As More Members Leave, House G.O.P. Will Be Able to Spare Just 1 Vote


Republicans in Congress continue sprinting for the exits.

Representative Mike Gallagher, Republican of Wisconsin, announced on Friday afternoon that he would resign from Congress months earlier than expected on April 19, bringing the already minuscule Republican majority down to a lonely one vote.

After his departure next month, Republicans will control 217 House seats to the Democrats’ 213, allowing the G.O.P. to afford only a single defection from the party line on votes when all members are present.

Mr. Gallagher, the four-term lawmaker who serves as chairman of the Select Committee on the Chinese Communist Party, provided no reason for his early exit in the brief statement he made announcing his plans. He said simply that “after conversations with my family, I have made the decision to resign my position,” and that he had “worked closely with House Republican leadership on this timeline.”

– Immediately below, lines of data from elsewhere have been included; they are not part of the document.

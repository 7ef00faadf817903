#![deny(missing_docs)]
// This Source Code Form is subject to the terms of the Mozilla Public
// License, v. 2.0. If a copy of the MPL was not distributed with this
// file, You can obtain one at http://mozilla.org/MPL/2.0/.

//! Escape-time field generator
//!
//! The Mandelbrot set is the set of points `c` on the complex plane
//! for which the iteration `z = z * z + c`, starting from zero, never
//! runs off to infinity.  We can't iterate forever, so instead we
//! count how many steps each point takes before its magnitude passes
//! 2 (after which it is guaranteed to escape), giving up at some
//! maximum.  That count, taken for every pixel of an image laid over a
//! rectangle of the complex plane, is the "field" this crate produces.
//!
//! Every pixel is independent of every other, so the field can be
//! split into rows and handed to as many threads as there are cores.
//! The result is identical no matter how many threads do the work.
//!
//! The `heatmap` module turns a field into a picture, and the
//! `schedule` module describes a canned zoom animation, one field per
//! frame.

extern crate crossbeam;
#[macro_use]
extern crate failure;
extern crate image;
extern crate itertools;
#[macro_use]
extern crate log;
extern crate num;
extern crate num_cpus;
#[cfg(test)]
extern crate rand;

pub mod config;
pub mod error;
pub mod escape;
pub mod field;
pub mod heatmap;
pub mod planes;
pub mod schedule;

pub use config::RenderConfig;
pub use error::FieldError;
pub use escape::escape_count;
pub use field::{generate_field, Field, FieldGenerator};
pub use planes::{Pixel, PlaneMapper, Region};
pub use schedule::{frame_params, AnimationSchedule, FrameParams, ZoomPolicy};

But leaders had not publicly indicated they expected any more departures. It came on a day that highlighted Republican disarray and division, as Speaker Mike Johnson pushed through a $1.2 trillion spending bill that prompted a revolt on his right flank and at least one of his members to begin the process of calling a vote to remove him.

After Representative Ken Buck, Republican of Colorado, surprised Mr. Johnson this month with an announcement that he was resigning imminently, the speaker said he did not expect more members to follow.

“I think, I hope and believe that that’s the end of the exits for now,” he said less than two weeks ago.

Mr. Gallagher, one of three Republicans who voted against impeaching Alejandro N. Mayorkas, the homeland security secretary, announced after that vote that he did not plan to seek another term — already an unusual move for a young committee chairman. It reflected the frustration felt by many House Republicans serving in what they describe as a dysfunctional governing body.

Mr. Gallagher’s early exit will make it even more difficult for Mr. Johnson to pursue any legislation that cannot draw Democratic votes, and will give every Republican more leverage as the speaker tries to steer his unmanageable majority through an election year.

On Friday, for instance, with the majority of Republicans opposed to the spending measure, Mr. Johnson was forced to rely primarily on Democratic votes to pass it.

The current makeup of the House leaves Republicans with almost no cushion to deal with the inevitable absences caused by illness, travel delays, weddings, funerals and unforeseen events that could keep their members away for votes.

Next month, Democrats are likely to fill a safe seat that was occupied by Representative Brian Higgins of New York, who left Congress to become president of the Shea’s Performing Arts Center. In the late spring and early summer, Republicans are likely to fill two solidly Republican seats that have been vacated by Representatives Bill Johnson of Ohio, who left Congress to become the president of Youngstown State University, and Kevin McCarthy, who resigned from his California seat at the end of last year after being ousted from the speakership.

Mr. Gallagher’s announcement came the same day that Mr. Buck was packing up the last items in his bare office on his final day in the House, after his recent announcement that he, too, was cutting short his final term.